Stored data
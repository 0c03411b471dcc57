//! Control inputs
//!
//! [`Input`] is what a [`Menu`](crate::Menu) understands. [`Button`] debounces
//! a single push button and [`ButtonPad`] turns four of them into inputs.
//!
//! Time is passed in by the caller as a millisecond counter, so the debouncer
//! works with any timer (SysTick, RTC, `Instant` on a host).
//!
//! ## Example
//!
//! ```
//! use synthmenu::{Button, Input};
//! # use core::convert::Infallible;
//! # use embedded_hal::digital::InputPin;
//! # struct Pin(bool);
//! # impl embedded_hal::digital::ErrorType for Pin { type Error = Infallible; }
//! # impl InputPin for Pin {
//! #     fn is_high(&mut self) -> Result<bool, Self::Error> { Ok(self.0) }
//! #     fn is_low(&mut self) -> Result<bool, Self::Error> { Ok(!self.0) }
//! # }
//! let mut button = Button::new(Pin(false));
//! let _ = button.update(0);
//! let _ = button.update(20);
//! assert!(button.fell());
//! assert!(button.pressed());
//! ```

use alloc::vec::Vec;

use embedded_hal::digital::InputPin;

/// Control input understood by [`Menu::handle`](crate::Menu::handle)
#[derive(Clone, Copy, Debug, PartialEq, Eq)]
pub enum Input {
    /// Previous entry, or step down on a value
    Previous,
    /// Next entry, or step up on a value
    Next,
    /// Enter the current entry
    Select,
    /// Go back one level
    Back,
    /// Step the selected value up
    Increment,
    /// Step the selected value down
    Decrement,
}

/// Default time a level must be stable before it is reported
pub const DEFAULT_DEBOUNCE_MS: u32 = 10;

/// Debounced push button
///
/// The pin is expected to idle high (pull-up, button to ground), so a press
/// is a falling edge.
#[derive(Debug)]
pub struct Button<P> {
    pin: P,
    interval_ms: u32,
    state: bool,
    raw: bool,
    changed_at: u32,
    fell: bool,
    rose: bool,
}

impl<P: InputPin> Button<P> {
    /// Button with the default 10 ms debounce interval
    pub fn new(pin: P) -> Self {
        Self::with_interval(pin, DEFAULT_DEBOUNCE_MS)
    }

    /// Button with a custom debounce interval
    pub fn with_interval(pin: P, interval_ms: u32) -> Self {
        Self {
            pin,
            interval_ms,
            state: true,
            raw: true,
            changed_at: 0,
            fell: false,
            rose: false,
        }
    }

    /// Sample the pin
    ///
    /// Call regularly; edges are reported until the next call.
    ///
    /// # Errors
    ///
    /// Returns the pin error if the pin can't be read.
    pub fn update(&mut self, now_ms: u32) -> Result<(), P::Error> {
        let raw = self.pin.is_high()?;
        self.fell = false;
        self.rose = false;
        if raw != self.raw {
            self.raw = raw;
            self.changed_at = now_ms;
        } else if raw != self.state && now_ms.wrapping_sub(self.changed_at) >= self.interval_ms {
            self.state = raw;
            self.fell = !raw;
            self.rose = raw;
        }
        Ok(())
    }

    /// Stable level went from high to low on the last update
    pub fn fell(&self) -> bool {
        self.fell
    }

    /// Stable level went from low to high on the last update
    pub fn rose(&self) -> bool {
        self.rose
    }

    /// Stable level
    pub fn value(&self) -> bool {
        self.state
    }

    /// Whether the button is held down
    pub fn pressed(&self) -> bool {
        !self.state
    }

    /// Give the pin back
    pub fn release(self) -> P {
        self.pin
    }
}

/// Four buttons mapped to menu inputs
#[derive(Debug)]
pub struct ButtonPad<P> {
    previous: Button<P>,
    next: Button<P>,
    select: Button<P>,
    back: Button<P>,
}

impl<P: InputPin> ButtonPad<P> {
    /// Pad from four pins, debounced with the default interval
    pub fn new(previous: P, next: P, select: P, back: P) -> Self {
        Self {
            previous: Button::new(previous),
            next: Button::new(next),
            select: Button::new(select),
            back: Button::new(back),
        }
    }

    /// Sample every button and return the inputs pressed since the last poll
    ///
    /// # Errors
    ///
    /// Returns the first pin error.
    pub fn poll(&mut self, now_ms: u32) -> Result<Vec<Input>, P::Error> {
        let mut inputs = Vec::new();
        for (button, input) in [
            (&mut self.previous, Input::Previous),
            (&mut self.next, Input::Next),
            (&mut self.select, Input::Select),
            (&mut self.back, Input::Back),
        ] {
            button.update(now_ms)?;
            if button.fell() {
                inputs.push(input);
            }
        }
        Ok(inputs)
    }
}

#[cfg(test)]
mod tests {
    use super::*;
    use alloc::rc::Rc;
    use alloc::vec;
    use core::cell::Cell;
    use core::convert::Infallible;

    #[derive(Clone)]
    struct MockPin(Rc<Cell<bool>>);

    impl embedded_hal::digital::ErrorType for MockPin {
        type Error = Infallible;
    }

    impl InputPin for MockPin {
        fn is_high(&mut self) -> Result<bool, Self::Error> {
            Ok(self.0.get())
        }
        fn is_low(&mut self) -> Result<bool, Self::Error> {
            Ok(!self.0.get())
        }
    }

    fn pin() -> (MockPin, Rc<Cell<bool>>) {
        let level = Rc::new(Cell::new(true));
        (MockPin(Rc::clone(&level)), level)
    }

    #[test]
    fn test_press_is_reported_after_interval() {
        let (pin, level) = pin();
        let mut button = Button::new(pin);
        level.set(false);
        button.update(100).unwrap();
        assert!(!button.fell());
        button.update(105).unwrap();
        assert!(!button.fell());
        button.update(110).unwrap();
        assert!(button.fell());
        assert!(button.pressed());
        button.update(120).unwrap();
        assert!(!button.fell());
    }

    #[test]
    fn test_bounce_is_ignored() {
        let (pin, level) = pin();
        let mut button = Button::with_interval(pin, 5);
        for now in 0..4 {
            level.set(now % 2 == 1);
            button.update(now).unwrap();
        }
        level.set(true);
        button.update(20).unwrap();
        assert!(!button.fell());
        assert!(!button.pressed());
    }

    #[test]
    fn test_release_is_a_rising_edge() {
        let (pin, level) = pin();
        let mut button = Button::new(pin);
        level.set(false);
        button.update(0).unwrap();
        button.update(10).unwrap();
        level.set(true);
        button.update(20).unwrap();
        button.update(30).unwrap();
        assert!(button.rose());
        assert!(button.value());
    }

    #[test]
    fn test_pad_maps_buttons() {
        let (previous, _) = pin();
        let (next, next_level) = pin();
        let (select, _) = pin();
        let (back, back_level) = pin();
        let mut pad = ButtonPad::new(previous, next, select, back);
        next_level.set(false);
        back_level.set(false);
        assert!(pad.poll(0).unwrap().is_empty());
        assert_eq!(pad.poll(10).unwrap(), vec![Input::Next, Input::Back]);
        assert!(pad.poll(20).unwrap().is_empty());
    }
}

• Your assignment
All lines with the word "from" must be located in the data and copied.

• Reply
    /// Stable level went from high to low on the last update
    /// Stable level went from low to high on the last update
    /// Pad from four pins, debounced with the default interval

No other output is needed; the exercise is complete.